Excerpts from a dataset:
%%
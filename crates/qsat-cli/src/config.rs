//! Configuration for the `qsat` tool.
//!
//! Values come from, highest precedence first:
//! 1. Command-line flags
//! 2. Environment variables (`QSAT_` prefix)
//! 3. A YAML file (`--config`, else `~/.qsat/config.yaml` when present)
//! 4. Defaults

use std::fmt;
use std::path::{Path, PathBuf};

use qsat_adapter_sim::DEFAULT_MAX_QUBITS;
use qsat_hal::HistogramOrder;
use qsat_logic::MAX_VARIABLES;
use qsat_search::{DEFAULT_GROWTH_RATE, DEFAULT_SHOTS, Synthesis};
use serde::{Deserialize, Serialize};
use tracing::debug;

/// Complete tool configuration.
#[derive(Debug, Clone, Default, PartialEq, Serialize, Deserialize)]
#[serde(default)]
pub struct QsatConfig {
    /// Simulator settings.
    pub simulator: SimulatorConfig,
    /// Search settings.
    pub search: SearchConfig,
    /// Output settings.
    pub output: OutputConfig,
}

/// Simulator settings.
#[derive(Debug, Clone, PartialEq, Serialize, Deserialize)]
#[serde(default)]
pub struct SimulatorConfig {
    /// Widest circuit the simulator accepts.
    pub max_qubits: u32,
    /// Sampling seed. Unset means a fresh seed per run.
    pub seed: Option<u64>,
}

impl Default for SimulatorConfig {
    fn default() -> Self {
        Self {
            max_qubits: DEFAULT_MAX_QUBITS,
            seed: None,
        }
    }
}

/// Search settings.
#[derive(Debug, Clone, PartialEq, Serialize, Deserialize)]
#[serde(default)]
pub struct SearchConfig {
    /// Shots per Grover round.
    pub shots: u32,
    /// Growth rate of the default iteration schedule.
    pub growth_rate: f64,
    /// Sample powers and outcomes instead of taking them as given.
    pub sample_from_iterations: bool,
    /// Oracle synthesis method.
    pub synthesis: Synthesis,
}

impl Default for SearchConfig {
    fn default() -> Self {
        Self {
            shots: DEFAULT_SHOTS,
            growth_rate: DEFAULT_GROWTH_RATE,
            sample_from_iterations: false,
            synthesis: Synthesis::default(),
        }
    }
}

/// Output settings.
#[derive(Debug, Clone, PartialEq, Serialize, Deserialize)]
#[serde(default)]
pub struct OutputConfig {
    /// Report format.
    pub format: OutputFormat,
    /// Histogram rows shown before truncating.
    pub max_rows: usize,
    /// Histogram row order.
    pub order: HistogramOrder,
    /// Colored terminal output.
    pub color: bool,
}

impl Default for OutputConfig {
    fn default() -> Self {
        Self {
            format: OutputFormat::Table,
            max_rows: 16,
            order: HistogramOrder::Bitstring,
            color: true,
        }
    }
}

/// Report format.
#[derive(Debug, Clone, Copy, Default, PartialEq, Eq, Serialize, Deserialize)]
#[serde(rename_all = "lowercase")]
pub enum OutputFormat {
    /// Human-readable text and histogram.
    #[default]
    Table,
    /// A single JSON document.
    Json,
}

impl OutputFormat {
    /// Parse `table` or `json`.
    pub fn from_name(name: &str) -> Result<Self, ConfigError> {
        match name.to_ascii_lowercase().as_str() {
            "table" | "text" => Ok(OutputFormat::Table),
            "json" => Ok(OutputFormat::Json),
            other => Err(ConfigError::Validation(format!(
                "Unknown output format '{other}' (expected 'table' or 'json')"
            ))),
        }
    }
}

impl fmt::Display for OutputFormat {
    fn fmt(&self, f: &mut fmt::Formatter<'_>) -> fmt::Result {
        match self {
            OutputFormat::Table => f.write_str("table"),
            OutputFormat::Json => f.write_str("json"),
        }
    }
}

impl QsatConfig {
    /// Load from a YAML file.
    pub fn from_file(path: impl AsRef<Path>) -> Result<Self, ConfigError> {
        let path = path.as_ref();
        let contents = std::fs::read_to_string(path).map_err(|e| ConfigError::Io {
            path: path.to_path_buf(),
            message: e.to_string(),
        })?;
        let config: QsatConfig =
            serde_yaml_ng::from_str(&contents).map_err(|e| ConfigError::Parse(e.to_string()))?;
        config.validate()?;
        Ok(config)
    }

    /// `~/.qsat/config.yaml`, if a home directory exists.
    pub fn default_path() -> Option<PathBuf> {
        dirs::home_dir().map(|home| home.join(".qsat").join("config.yaml"))
    }

    /// Load the file (explicit, else the default path when it exists) and
    /// apply environment overrides.
    pub fn load(path: Option<&Path>) -> Result<Self, ConfigError> {
        let config = match path {
            Some(path) => Self::from_file(path)?,
            None => match Self::default_path().filter(|p| p.is_file()) {
                Some(default) => {
                    debug!(path = %default.display(), "loading default config file");
                    Self::from_file(default)?
                }
                None => Self::default(),
            },
        };
        let config = config.merge_env_with(|key| std::env::var(key).ok())?;
        config.validate()?;
        Ok(config)
    }

    /// Apply `QSAT_*` overrides looked up through `lookup`.
    ///
    /// Only variables that are set override anything; set but malformed
    /// values are errors.
    pub fn merge_env_with(
        mut self,
        lookup: impl Fn(&str) -> Option<String>,
    ) -> Result<Self, ConfigError> {
        if let Some(v) = lookup("QSAT_SHOTS") {
            self.search.shots = parse_env("QSAT_SHOTS", &v)?;
        }
        if let Some(v) = lookup("QSAT_SEED") {
            self.simulator.seed = Some(parse_env("QSAT_SEED", &v)?);
        }
        if let Some(v) = lookup("QSAT_MAX_QUBITS") {
            self.simulator.max_qubits = parse_env("QSAT_MAX_QUBITS", &v)?;
        }
        if let Some(v) = lookup("QSAT_GROWTH_RATE") {
            self.search.growth_rate = parse_env("QSAT_GROWTH_RATE", &v)?;
        }
        if let Some(v) = lookup("QSAT_SYNTHESIS") {
            self.search.synthesis = parse_env("QSAT_SYNTHESIS", &v)?;
        }
        if let Some(v) = lookup("QSAT_FORMAT") {
            self.output.format = OutputFormat::from_name(&v)?;
        }
        Ok(self)
    }

    /// Validate configuration values.
    pub fn validate(&self) -> Result<(), ConfigError> {
        if self.search.shots == 0 {
            return Err(ConfigError::Validation(
                "search.shots must be greater than 0".to_string(),
            ));
        }
        if self.search.growth_rate.is_nan() || self.search.growth_rate <= 1.0 {
            return Err(ConfigError::Validation(format!(
                "search.growth_rate must be greater than 1.0, got {}",
                self.search.growth_rate
            )));
        }
        #[allow(clippy::cast_possible_truncation)]
        let max = MAX_VARIABLES as u32;
        if !(1..=max).contains(&self.simulator.max_qubits) {
            return Err(ConfigError::Validation(format!(
                "simulator.max_qubits must be in 1..={max}, got {}",
                self.simulator.max_qubits
            )));
        }
        Ok(())
    }

    /// The configuration as YAML.
    pub fn to_yaml(&self) -> Result<String, ConfigError> {
        serde_yaml_ng::to_string(self).map_err(|e| ConfigError::Parse(e.to_string()))
    }
}

fn parse_env<T>(var: &str, value: &str) -> Result<T, ConfigError>
where
    T: std::str::FromStr,
    T::Err: fmt::Display,
{
    value.trim().parse().map_err(|e: T::Err| ConfigError::Env {
        var: var.to_string(),
        message: e.to_string(),
    })
}

/// Configuration errors.
#[derive(Debug, thiserror::Error)]
pub enum ConfigError {
    #[error("Cannot read config file {}: {message}", path.display())]
    Io { path: PathBuf, message: String },

    #[error("Parse error: {0}")]
    Parse(String),

    #[error("Invalid value for {var}: {message}")]
    Env { var: String, message: String },

    #[error("Validation error: {0}")]
    Validation(String),
}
%%
> Problem requirements:
From the entries above, extract only the lines running from the one containing "None => match" through the one containing "Validate configuration values.", inclusive.

> Solved problem:
            None => match Self::default_path().filter(|p| p.is_file()) {
                Some(default) => {
                    debug!(path = %default.display(), "loading default config file");
                    Self::from_file(default)?
                }
                None => Self::default(),
            },
        };
        let config = config.merge_env_with(|key| std::env::var(key).ok())?;
        config.validate()?;
        Ok(config)
    }

    /// Apply `QSAT_*` overrides looked up through `lookup`.
    ///
    /// Only variables that are set override anything; set but malformed
    /// values are errors.
    pub fn merge_env_with(
        mut self,
        lookup: impl Fn(&str) -> Option<String>,
    ) -> Result<Self, ConfigError> {
        if let Some(v) = lookup("QSAT_SHOTS") {
            self.search.shots = parse_env("QSAT_SHOTS", &v)?;
        }
        if let Some(v) = lookup("QSAT_SEED") {
            self.simulator.seed = Some(parse_env("QSAT_SEED", &v)?);
        }
        if let Some(v) = lookup("QSAT_MAX_QUBITS") {
            self.simulator.max_qubits = parse_env("QSAT_MAX_QUBITS", &v)?;
        }
        if let Some(v) = lookup("QSAT_GROWTH_RATE") {
            self.search.growth_rate = parse_env("QSAT_GROWTH_RATE", &v)?;
        }
        if let Some(v) = lookup("QSAT_SYNTHESIS") {
            self.search.synthesis = parse_env("QSAT_SYNTHESIS", &v)?;
        }
        if let Some(v) = lookup("QSAT_FORMAT") {
            self.output.format = OutputFormat::from_name(&v)?;
        }
        Ok(self)
    }

    /// Validate configuration values.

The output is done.